The Mystery:
Who authored an encyclopedia manuscript on Chicago mobsters?
Who authored an encyclopedia manuscript on Chicago mobsters? Geoffrey Baer speaks with the man who discovered and later published the amazing artifact in a resale shop.
While on his way home from the grocery store one morning, Chicago gallery owner John Corbett made a fortuitous U-turn to follow signs for a going-out-of-business sale at a secondhand store. He got to talking with the store’s owner, mentioning his interest in noir. The owner then presented him with a worn envelope containing a manuscript of an encyclopedia of Chicago’s mobsters from the 1930s. “He offered it to me at such a ridiculously low price that I just couldn’t believe it.
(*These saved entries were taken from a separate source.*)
/// Errors that can occur when creating validated text types.
#[derive(Debug, thiserror::Error)]
pub enum TextError {
    /// The input text was empty or contained only whitespace
    #[error("Text cannot be empty")]
    Empty,
}

/// A string type that guarantees non-empty content.
///
/// This type wraps a `String` and ensures it contains at least one non-whitespace character.
/// The input is automatically trimmed of leading and trailing whitespace during construction.
///
/// HVN uses this at its wire boundaries: visit identifiers and checklist field keys are
/// required to be non-empty on disk, while field *values* may legitimately be empty and are
/// stored as plain strings.
#[derive(Debug, Clone, PartialEq, Eq)]
pub struct NonEmptyText(String);

impl NonEmptyText {
    /// Creates a new `NonEmptyText` from the given input.
    ///
    /// The input is trimmed of leading and trailing whitespace. If the trimmed
    /// result is empty, an error is returned.
    ///
    /// # Arguments
    ///
    /// * `input` - Any type that can be converted to a string reference
    ///
    /// # Returns
    ///
    /// Returns `Ok(NonEmptyText)` if the trimmed input is non-empty,
    /// or `Err(TextError::Empty)` if it's empty or contains only whitespace.
    pub fn new(input: impl AsRef<str>) -> Result<Self, TextError> {
        let trimmed = input.as_ref().trim();
        if trimmed.is_empty() {
            return Err(TextError::Empty);
        }
        Ok(Self(trimmed.to_owned()))
    }

    /// Returns the inner string as a string slice.
    pub fn as_str(&self) -> &str {
        &self.0
    }
}

impl std::fmt::Display for NonEmptyText {
    fn fmt(&self, f: &mut std::fmt::Formatter<'_>) -> std::fmt::Result {
        write!(f, "{}", self.0)
    }
}

impl AsRef<str> for NonEmptyText {
    fn as_ref(&self) -> &str {
        &self.0
    }
}

impl serde::Serialize for NonEmptyText {
    fn serialize<S>(&self, serializer: S) -> Result<S::Ok, S::Error>
    where
        S: serde::Serializer,
    {
        serializer.serialize_str(&self.0)
    }
}

impl<'de> serde::Deserialize<'de> for NonEmptyText {
    fn deserialize<D>(deserializer: D) -> Result<Self, D::Error>
    where
        D: serde::Deserializer<'de>,
    {
        let s = String::deserialize(deserializer)?;
        NonEmptyText::new(&s).map_err(serde::de::Error::custom)
    }
}

#[cfg(test)]
mod tests {
    use super::*;

    #[test]
    fn trims_and_accepts_non_empty_input() {
        let text = NonEmptyText::new("  SOC  ").expect("non-empty after trim");
        assert_eq!(text.as_str(), "SOC");
    }

    #[test]
    fn rejects_whitespace_only_input() {
        assert!(matches!(NonEmptyText::new("   \t"), Err(TextError::Empty)));
    }
}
So I just put my money down and took the manuscript,” Corbett told Geoffrey Baer. Corbett then worked with Julia Klein to publish the manuscript as a facsimile, entitled Bullets for Dead Hoods. It features handwritten margin notes and colorful descriptions of mobsters, such as that of Sylvester Agoglia. “With a name like that, this 37-year-old New York killer could be anything. He is. For a clean swift shooting, you won’t find a handier man with a ‘rod’ west of the Alleghenies.” But who wrote these descriptions? That remains a mystery. Whoever they were, it was probably a risk writing such things about the mob. “We speculate that it was…an insider. It might’ve been a former mob member. It could have been a former policeman,” Corbett said.